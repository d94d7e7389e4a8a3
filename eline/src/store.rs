// E-Line: Provisioning Point-to-Point Circuits in Software-Defined Networks
// Copyright (C) 2021  The E-Line Authors
//
// This program is free software; you can redistribute it and/or modify
// it under the terms of the GNU General Public License as published by
// the Free Software Foundation; either version 2 of the License, or
// (at your option) any later version.
//
// This program is distributed in the hope that it will be useful,
// but WITHOUT ANY WARRANTY; without even the implied warranty of
// MERCHANTABILITY or FITNESS FOR A PARTICULAR PURPOSE.  See the
// GNU General Public License for more details.
//
// You should have received a copy of the GNU General Public License along
// with this program; if not, write to the Free Software Foundation, Inc.,
// 51 Franklin Street, Fifth Floor, Boston, MA 02110-1301 USA.

//! # Circuit Store
//!
//! Circuits are the only persisted entities. The store is a simple repository, keyed by the ID of
//! the circuit. Two implementations exist:
//!
//! - [`FileStore`]: One JSON document per circuit in a directory, which is created on demand.
//! - [`MemoryStore`]: Circuits are kept in memory only.

use crate::model::Circuit;

use log::*;
use std::collections::HashMap;
use std::fs;
use std::io;
use std::path::{Path, PathBuf};
use std::sync::{Arc, RwLock};
use thiserror::Error;

/// Error of the circuit store
#[derive(Debug, Error)]
pub enum StoreError {
    /// IO Error
    #[error("IO Error on {0}: {1}")]
    Io(PathBuf, #[source] io::Error),
    /// A stored record cannot be (de)serialized
    #[error("Invalid circuit record {0}: {1}")]
    Json(String, #[source] serde_json::Error),
    /// The circuit ID cannot be used as a key
    #[error("Invalid circuit id: {0:?}")]
    InvalidId(String),
    /// The lock of the store is poisoned
    #[error("The circuit store is poisoned")]
    Poisoned,
}

/// # Circuit Store
pub trait CircuitStore: Send + Sync {
    /// Store the circuit, replacing any previous record with the same ID.
    fn save(&self, circuit: &Circuit) -> Result<(), StoreError>;
    /// Load the circuit with the given ID, or `None` if there is no such circuit.
    fn load(&self, id: &str) -> Result<Option<Circuit>, StoreError>;
    /// Load all stored circuits.
    fn list(&self) -> Result<Vec<Circuit>, StoreError>;
    /// Delete the circuit. Returns `false` if there was no such circuit.
    fn delete(&self, id: &str) -> Result<bool, StoreError>;
}

impl<T: CircuitStore + ?Sized> CircuitStore for Box<T> {
    fn save(&self, circuit: &Circuit) -> Result<(), StoreError> {
        (**self).save(circuit)
    }
    fn load(&self, id: &str) -> Result<Option<Circuit>, StoreError> {
        (**self).load(id)
    }
    fn list(&self) -> Result<Vec<Circuit>, StoreError> {
        (**self).list()
    }
    fn delete(&self, id: &str) -> Result<bool, StoreError> {
        (**self).delete(id)
    }
}

impl<T: CircuitStore + ?Sized> CircuitStore for Arc<T> {
    fn save(&self, circuit: &Circuit) -> Result<(), StoreError> {
        (**self).save(circuit)
    }
    fn load(&self, id: &str) -> Result<Option<Circuit>, StoreError> {
        (**self).load(id)
    }
    fn list(&self) -> Result<Vec<Circuit>, StoreError> {
        (**self).list()
    }
    fn delete(&self, id: &str) -> Result<bool, StoreError> {
        (**self).delete(id)
    }
}

/// Returns true if the ID can be used as a key. Only ASCII letters, digits, `-` and `_` are
/// allowed, such that the ID is always a plain file name.
pub fn is_valid_id(id: &str) -> bool {
    !id.is_empty() && id.chars().all(|c| c.is_ascii_alphanumeric() || c == '-' || c == '_')
}

/// # File Store
///
/// Stores each circuit as a JSON document named after its ID. Records are written to a temporary
/// file first, and then moved into place.
#[derive(Debug, Clone, PartialEq, Eq)]
pub struct FileStore {
    root: PathBuf,
}

impl FileStore {
    /// Create a store in the directory `root`. The directory is created on the first access.
    pub fn new(root: impl Into<PathBuf>) -> Self {
        Self { root: root.into() }
    }

    /// Directory of the store
    pub fn root(&self) -> &Path {
        &self.root
    }

    fn ensure_root(&self) -> Result<(), StoreError> {
        fs::create_dir_all(&self.root).map_err(|e| StoreError::Io(self.root.clone(), e))
    }

    fn read(&self, path: &Path, id: &str) -> Result<Circuit, StoreError> {
        let data = fs::read(path).map_err(|e| StoreError::Io(path.to_path_buf(), e))?;
        serde_json::from_slice(&data).map_err(|e| StoreError::Json(id.to_string(), e))
    }
}

impl CircuitStore for FileStore {
    fn save(&self, circuit: &Circuit) -> Result<(), StoreError> {
        if !is_valid_id(circuit.id()) {
            return Err(StoreError::InvalidId(circuit.id().to_string()));
        }
        self.ensure_root()?;
        let data = serde_json::to_vec_pretty(circuit)
            .map_err(|e| StoreError::Json(circuit.id().to_string(), e))?;
        let tmp = self.root.join(format!(".{}.tmp", circuit.id()));
        let path = self.root.join(circuit.id());
        fs::write(&tmp, data).map_err(|e| StoreError::Io(tmp.clone(), e))?;
        fs::rename(&tmp, &path).map_err(|e| StoreError::Io(path.clone(), e))?;
        debug!("Stored circuit {} at {}", circuit.id(), path.display());
        Ok(())
    }

    fn load(&self, id: &str) -> Result<Option<Circuit>, StoreError> {
        if !is_valid_id(id) {
            return Ok(None);
        }
        let path = self.root.join(id);
        if !path.is_file() {
            return Ok(None);
        }
        self.read(&path, id).map(Some)
    }

    fn list(&self) -> Result<Vec<Circuit>, StoreError> {
        self.ensure_root()?;
        let entries = fs::read_dir(&self.root).map_err(|e| StoreError::Io(self.root.clone(), e))?;
        let mut circuits = Vec::new();
        for entry in entries {
            let path = entry.map_err(|e| StoreError::Io(self.root.clone(), e))?.path();
            let id = match path.file_name().and_then(|n| n.to_str()) {
                Some(id) if is_valid_id(id) && path.is_file() => id.to_string(),
                _ => continue,
            };
            circuits.push(self.read(&path, &id)?);
        }
        Ok(circuits)
    }

    fn delete(&self, id: &str) -> Result<bool, StoreError> {
        if !is_valid_id(id) {
            return Ok(false);
        }
        let path = self.root.join(id);
        match fs::remove_file(&path) {
            Ok(()) => Ok(true),
            Err(e) if e.kind() == io::ErrorKind::NotFound => Ok(false),
            Err(e) => Err(StoreError::Io(path, e)),
        }
    }
}

/// # Memory Store
///
/// Keeps all circuits in memory. Nothing survives a restart.
#[derive(Debug, Default)]
pub struct MemoryStore {
    circuits: RwLock<HashMap<String, Circuit>>,
}

impl MemoryStore {
    /// Create an empty store
    pub fn new() -> Self {
        Self::default()
    }
}

impl CircuitStore for MemoryStore {
    fn save(&self, circuit: &Circuit) -> Result<(), StoreError> {
        let mut circuits = self.circuits.write().map_err(|_| StoreError::Poisoned)?;
        circuits.insert(circuit.id().to_string(), circuit.clone());
        Ok(())
    }

    fn load(&self, id: &str) -> Result<Option<Circuit>, StoreError> {
        Ok(self.circuits.read().map_err(|_| StoreError::Poisoned)?.get(id).cloned())
    }

    fn list(&self) -> Result<Vec<Circuit>, StoreError> {
        Ok(self.circuits.read().map_err(|_| StoreError::Poisoned)?.values().cloned().collect())
    }

    fn delete(&self, id: &str) -> Result<bool, StoreError> {
        Ok(self.circuits.write().map_err(|_| StoreError::Poisoned)?.remove(id).is_some())
    }
}
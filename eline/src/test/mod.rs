// E-Line: Provisioning Point-to-Point Circuits in Software-Defined Networks
// Copyright (C) 2021  The E-Line Authors
//
// This program is free software; you can redistribute it and/or modify
// it under the terms of the GNU General Public License as published by
// the Free Software Foundation; either version 2 of the License, or
// (at your option) any later version.
//
// This program is distributed in the hope that it will be useful,
// but WITHOUT ANY WARRANTY; without even the implied warranty of
// MERCHANTABILITY or FITNESS FOR A PARTICULAR PURPOSE.  See the
// GNU General Public License for more details.
//
// You should have received a copy of the GNU General Public License along
// with this program; if not, write to the Free Software Foundation, Inc.,
// 51 Franklin Street, Fifth Floor, Boston, MA 02110-1301 USA.

#[cfg(test)]
mod fakes;
#[cfg(test)]
mod test_forwarding;
#[cfg(test)]
mod test_ledger;
#[cfg(test)]
mod test_oracle;
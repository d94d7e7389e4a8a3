// E-Line: Provisioning Point-to-Point Circuits in Software-Defined Networks
// Copyright (C) 2021  The E-Line Authors
//
// This program is free software; you can redistribute it and/or modify
// it under the terms of the GNU General Public License as published by
// the Free Software Foundation; either version 2 of the License, or
// (at your option) any later version.
//
// This program is distributed in the hope that it will be useful,
// but WITHOUT ANY WARRANTY; without even the implied warranty of
// MERCHANTABILITY or FITNESS FOR A PARTICULAR PURPOSE.  See the
// GNU General Public License for more details.
//
// You should have received a copy of the GNU General Public License along
// with this program; if not, write to the Free Software Foundation, Inc.,
// 51 Franklin Street, Fifth Floor, Boston, MA 02110-1301 USA.

//! # Connection to a single controller service

use crate::{Error, Result};

use isahc::prelude::*;
use isahc::{Body, HttpClient, Request, Response};
use log::*;
use std::fmt;
use std::time::Duration;

/// HTTP connection to one REST service of the controller, rooted at a base URL. Every request is
/// bounded by the timeout given on construction.
pub(crate) struct Connection {
    client: HttpClient,
    base_url: String,
}

impl Connection {
    /// Create a new connection. A missing trailing slash is added to the base URL.
    pub(crate) fn new(base_url: impl Into<String>, timeout: Duration) -> Result<Self> {
        let mut base_url = base_url.into();
        if !base_url.ends_with('/') {
            base_url.push('/');
        }
        let client = HttpClient::builder().timeout(timeout).build()?;
        Ok(Self { client, base_url })
    }

    /// The base URL, always ending with a slash
    pub(crate) fn base_url(&self) -> &str {
        &self.base_url
    }

    /// Build the full address for the given key
    pub(crate) fn url(&self, key: impl AsRef<str>) -> String {
        format!("{}{}", self.base_url, key.as_ref())
    }

    pub(crate) fn request_get(&self, key: impl AsRef<str>) -> Result<String> {
        let addr = self.url(key);
        debug!("GET  {}", addr);
        self.handle_response(self.client.get(addr)?)
    }

    pub(crate) fn request_post(&self, key: impl AsRef<str>, data: String) -> Result<String> {
        let addr = self.url(key);
        debug!("POST {} {}", addr, data);
        let request = Request::post(addr).header("Content-Type", "application/json").body(data)?;
        self.handle_response(self.client.send(request)?)
    }

    fn handle_response(&self, mut response: Response<Body>) -> Result<String> {
        let status = response.status();
        if !status.is_success() {
            return Err(Error::ResponseError(status.as_u16(), response.text()?));
        }
        Ok(response.text()?)
    }
}

impl fmt::Debug for Connection {
    fn fmt(&self, f: &mut fmt::Formatter<'_>) -> fmt::Result {
        f.debug_struct("Connection").field("base_url", &self.base_url).finish()
    }
}
// E-Line: Provisioning Point-to-Point Circuits in Software-Defined Networks
// Copyright (C) 2021  The E-Line Authors
//
// This program is free software; you can redistribute it and/or modify
// it under the terms of the GNU General Public License as published by
// the Free Software Foundation; either version 2 of the License, or
// (at your option) any later version.
//
// This program is distributed in the hope that it will be useful,
// but WITHOUT ANY WARRANTY; without even the implied warranty of
// MERCHANTABILITY or FITNESS FOR A PARTICULAR PURPOSE.  See the
// GNU General Public License for more details.
//
// You should have received a copy of the GNU General Public License along
// with this program; if not, write to the Free Software Foundation, Inc.,
// 51 Franklin Street, Fifth Floor, Boston, MA 02110-1301 USA.

#![deny(missing_docs)]

//! # E-Line: Point-to-Point Circuits
//! This library provisions Ethernet point-to-point circuits (E-Lines) on top of an SDN
//! controller. A circuit connects two user-network interfaces (UNIs) and reserves a fixed amount
//! of bandwidth on every hop of its path.
//!
//! ## Structure
//!
//! - **[`Model`](model)**: Endpoints, UNIs, links and circuits, together with the parsing of the
//!   hop tokens returned by the pathfinder.
//!
//! - **[`Ledger`](ledger)**: Computes how much bandwidth is committed on a link, based on all
//!   stored circuits. The ledger holds no state of its own.
//!
//! - **[`Selector`](selector)**: Picks the least loaded feasible path out of the candidates.
//!
//! - **[`Oracle`](oracle)**: Source of candidate paths. The default oracle is the pathfinder of
//!   the controller.
//!
//! - **[`Forwarding`](forwarding)**: Translates the path of a circuit into forwarding rules, and
//!   installs or removes them with the flow manager.
//!
//! - **[`Store`](store)**: Persistence of the circuits, either as JSON files or in memory.
//!
//! - **[`Admission`](admission)**: The [`CircuitManager`], which ties everything together.
//!
//! ## Usage
//!
//! ```
//! use eline::forwarding::{DriverError, FlowRule, FlowService};
//! use eline::model::{CircuitStatus, Endpoint};
//! use eline::oracle::{CandidatePath, OracleError, PathOracle};
//! use eline::store::MemoryStore;
//! use eline::{CircuitManager, Error};
//!
//! struct SingleSwitch;
//!
//! impl PathOracle for SingleSwitch {
//!     fn candidate_paths(
//!         &self,
//!         _: &Endpoint,
//!         _: &Endpoint,
//!     ) -> Result<Vec<CandidatePath>, OracleError> {
//!         Ok(vec![CandidatePath::new(vec![
//!             "00:00:00:00:00:00:00:01:1",
//!             "00:00:00:00:00:00:00:01",
//!             "00:00:00:00:00:00:00:01:2",
//!         ])])
//!     }
//! }
//!
//! struct NoOp;
//!
//! impl FlowService for NoOp {
//!     fn install(&self, _: &str, _: &FlowRule) -> Result<(), DriverError> {
//!         Ok(())
//!     }
//!     fn remove(&self, _: &str, _: &FlowRule) -> Result<(), DriverError> {
//!         Ok(())
//!     }
//! }
//!
//! fn main() -> Result<(), Error> {
//!     let manager = CircuitManager::new(SingleSwitch, NoOp, MemoryStore::new(), 1000);
//!     let circuit = manager.create(
//!         br#"{
//!             "name": "customer",
//!             "uni_a": {"dpid": "00:00:00:00:00:00:00:01", "port": 1, "tag": {"value": 10}},
//!             "uni_z": {"dpid": "00:00:00:00:00:00:00:01", "port": 2},
//!             "bandwidth": 400
//!         }"#,
//!     )?;
//!     assert_eq!(circuit.status(), CircuitStatus::Active);
//!
//!     manager.delete(circuit.id())?;
//!     assert!(manager.list()?.is_empty());
//!     Ok(())
//! }
//! ```

pub mod admission;
mod error;
pub mod forwarding;
pub mod ledger;
pub mod model;
pub mod oracle;
pub mod selector;
pub mod settings;
pub mod store;
mod test;

pub use admission::{CircuitManager, ReconcileReport};
pub use error::Error;

/// Result type of this crate
pub type Result<T> = core::result::Result<T, Error>;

- EXERCISE DESCRIPTION -
Please find every line in the records above that holds the word "controller" and copy it.

- RESULT -
//! # Connection to a single controller service
/// HTTP connection to one REST service of the controller, rooted at a base URL. Every request is
//! controller. A circuit connects two user-network interfaces (UNIs) and reserves a fixed amount
//!   the controller.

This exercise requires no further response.